Nicolás Lizama
Los huracanes son devastadores. No lo sabremos nosotros que año con año vivimos con el Jesús en la boca ante la posibilidad de que alguno nos toque y barra con todo lo que encuentre en su camino.
Varios de ellos son parte de nuestra historia. Son recuerdos imposibles de borrar de nuestras mentes. Pusieron de cabeza nuestro Estado y recuperarnos de sus efectos no fue tarea fácil.
Unos causaron desgracia incalculable, otros no tanto. Todos sin embargo se han quedado grabados en nuestras vidas.
Un huracán comienza con sus efectos devastadores desde que viene el anuncio de que es inevitable su brutal impacto. Los medios de comunicación no dejan de hablar al respecto y a uno, como león enjaulado, lo único que le queda es prepararse para hacer menos feroz el resultado.
Los canales de televisión le sacan raja al asunto. Tienen entre manos una noticia que estará en boca de todos y tratan de sacarle el mayor beneficio para sus empresas. Mandan a reporteros avezados al respecto y compiten con ahínco tratando de captar a la mayor cantidad de televidentes. Y todo se vale en ese sentido. Todos tratan de darle un cariz de desgracia al asunto. Todos tratan de que el espectador se sobrecoja del espanto.
Tiene mucho de macabro eso de que dos o tres días antes se anuncie con bombos y platillos la desgracia que asolará a cierta parte del globo terráqueo.
El año pasado, escuchando las noticias de que era inminente el azote de un meteoro a Baja California, experimenté de nueva cuenta ese cosquilleo extraño y esa sensación de impotencia que antecede a la llegada de un monstruo de tales dimensiones.
Horas antes de que sufrieran el embate del meteoro, en el Distrito Federal se llevó a cabo una reunión informativa con todas las dependencias involucradas en este tipo de desgracias. Cada uno exponía la tarea que le había sido encomendada. En teoría no había falla alguna. Aparentemente todos se sincronizarían como un relojito para que tras la llegada del huracán sus efectos no sean tan traumatizantes. Los escuchaba y me estremecía. Vivos están en mi mente todavía aquella noche aciaga cuando el bramido de un huracán nos acompañó durante varias horas. Uno siente que el mundo se le viene encima. La impotencia se adueña de tu mente y todo queda a la deriva. Todo se trasluce en implorar para que la madre natura se apiade y aligere el castigo.

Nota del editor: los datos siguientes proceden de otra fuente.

//! Wire models exchanged with a FHIR REST endpoint

use serde::{Deserialize, Serialize};
use serde_json::{Map, Value};

/// Search parameters for a type-level search (`GET [base]/[type]?...`).
///
/// Parameters keep their insertion order; repeated names are allowed since
/// FHIR treats them as AND-joined criteria.
#[derive(Debug, Clone, Default, PartialEq)]
pub struct SearchParams {
    pub params: Vec<(String, String)>,
    pub count: Option<u32>,
}

impl SearchParams {
    pub fn new() -> Self {
        Self::default()
    }

    /// Add a `name=value` criterion.
    pub fn with(mut self, name: impl Into<String>, value: impl Into<String>) -> Self {
        self.params.push((name.into(), value.into()));
        self
    }

    /// Page size requested via `_count`.
    pub fn with_count(mut self, count: u32) -> Self {
        self.count = Some(count);
        self
    }

    pub fn is_empty(&self) -> bool {
        self.params.is_empty() && self.count.is_none()
    }

    /// Encode as a URL query string without the leading `?`.
    pub fn to_query_string(&self) -> String {
        let mut parts: Vec<String> = self
            .params
            .iter()
            .map(|(name, value)| {
                format!(
                    "{}={}",
                    urlencoding::encode(name),
                    urlencoding::encode(value)
                )
            })
            .collect();

        if let Some(count) = self.count {
            parts.push(format!("_count={}", count));
        }

        parts.join("&")
    }
}

/// Searchset Bundle as returned by a FHIR search.
#[derive(Debug, Clone, Serialize, Deserialize, PartialEq)]
#[serde(rename_all = "camelCase")]
pub struct Bundle {
    #[serde(default = "default_resource_type")]
    pub resource_type: String,

    #[serde(skip_serializing_if = "Option::is_none")]
    pub id: Option<String>,

    #[serde(rename = "type", default)]
    pub bundle_type: Option<String>,

    /// If search, the total number of matches
    #[serde(skip_serializing_if = "Option::is_none")]
    pub total: Option<u32>,

    #[serde(default, skip_serializing_if = "Vec::is_empty")]
    pub link: Vec<BundleLink>,

    #[serde(default, skip_serializing_if = "Vec::is_empty")]
    pub entry: Vec<BundleEntry>,

    #[serde(flatten)]
    pub extensions: Map<String, Value>,
}

fn default_resource_type() -> String {
    "Bundle".to_string()
}

#[derive(Debug, Clone, PartialEq, Serialize, Deserialize)]
#[serde(rename_all = "camelCase")]
pub struct BundleLink {
    pub relation: String,
    pub url: String,
}

#[derive(Debug, Clone, PartialEq, Serialize, Deserialize)]
#[serde(rename_all = "camelCase")]
pub struct BundleEntry {
    #[serde(skip_serializing_if = "Option::is_none")]
    pub full_url: Option<String>,

    #[serde(skip_serializing_if = "Option::is_none")]
    pub resource: Option<Value>,

    #[serde(flatten)]
    pub extensions: Map<String, Value>,
}

impl Bundle {
    /// URL of the `next` page link, if the server paged the result.
    pub fn next_link(&self) -> Option<&str> {
        self.link
            .iter()
            .find(|l| l.relation == "next")
            .map(|l| l.url.as_str())
    }

    /// Resources carried by the entries, in order.
    pub fn resources(&self) -> impl Iterator<Item = &Value> {
        self.entry.iter().filter_map(|e| e.resource.as_ref())
    }
}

Por ratos uno siente que todo reventará a tu alrededor y te convertirás en parte de los fragmentos que volarán por todos lados. Esa es una situación terrible. Nada hay que puedas hacer para cambiar el rumbo de las cosas. Lo único que queda es acurrucarte en el sitio menos frágil y encomendarte al santo más misericordioso que conozcas.
Cada ruido que se escucha en el exterior es síntoma de que algo se ha caído. Y con cada estrépito también se caen tus ilusiones. También se caen tus esperanzas de que cuando abras una ventana y aceches, los daños sean menores.
El aullido del viento te va matando poco a poco. Algo va sucediendo en tu mente. La resignación comienza a apoderarse de tu cuerpo. Comienzas a recordar lo que has vivido y lo que aun te falta por experimentar en esta vida. Te acuerdas de toda tu parentela. De todo el relajo que fuiste de chamaco. De todo el trabajo que significó crear un hogar en el que tu familia se sintiera reconfortada. Hogar que con cada zarandeada se va derrumbando estrepitosamente. Cada vez que el viento rebota en sus paredes es una sacudida interior que se experimenta y que va minando tu energía poco a poco.
Después de varios minutos con ese sufrimiento, comienzas a hacerte a la idea de que salir con vida de ese suplicio ya es ganancia. Las pérdidas materiales comienzan a pasar a segundo plano. Observamos las paredes y solo estás a la espera de que surja la primera grieta. Y ni para dónde correr en esos casos. Lo único que queda es hacerte chiquito, encogerte lo más que puedas y taparte los oídos para no seguir escuchando esa especie de música macabra, de esa sinfonía sepulcral que parece darte la bienvenida al otro mundo.
Cuando todo cesa, cuando te pellizcas y sientes que estás vivo, llega una especie de aletargamiento. No sabes si pararte y correr o quedarte en donde estás durante mucho tiempo. Te aterra acechar y ver los destrozos que hay afuera. El estar vivo, sin embargo, es ya una victoria. Y a eso se aferra uno para no desquiciarse por completo. Luego viene la etapa de limpieza, tanto la de afuera como la del interior del cuerpo.
Recobrarse después de un meteoro no es tan fácil que se diga. Quedan heridas que ni con el pasar del tiempo cicatrizan.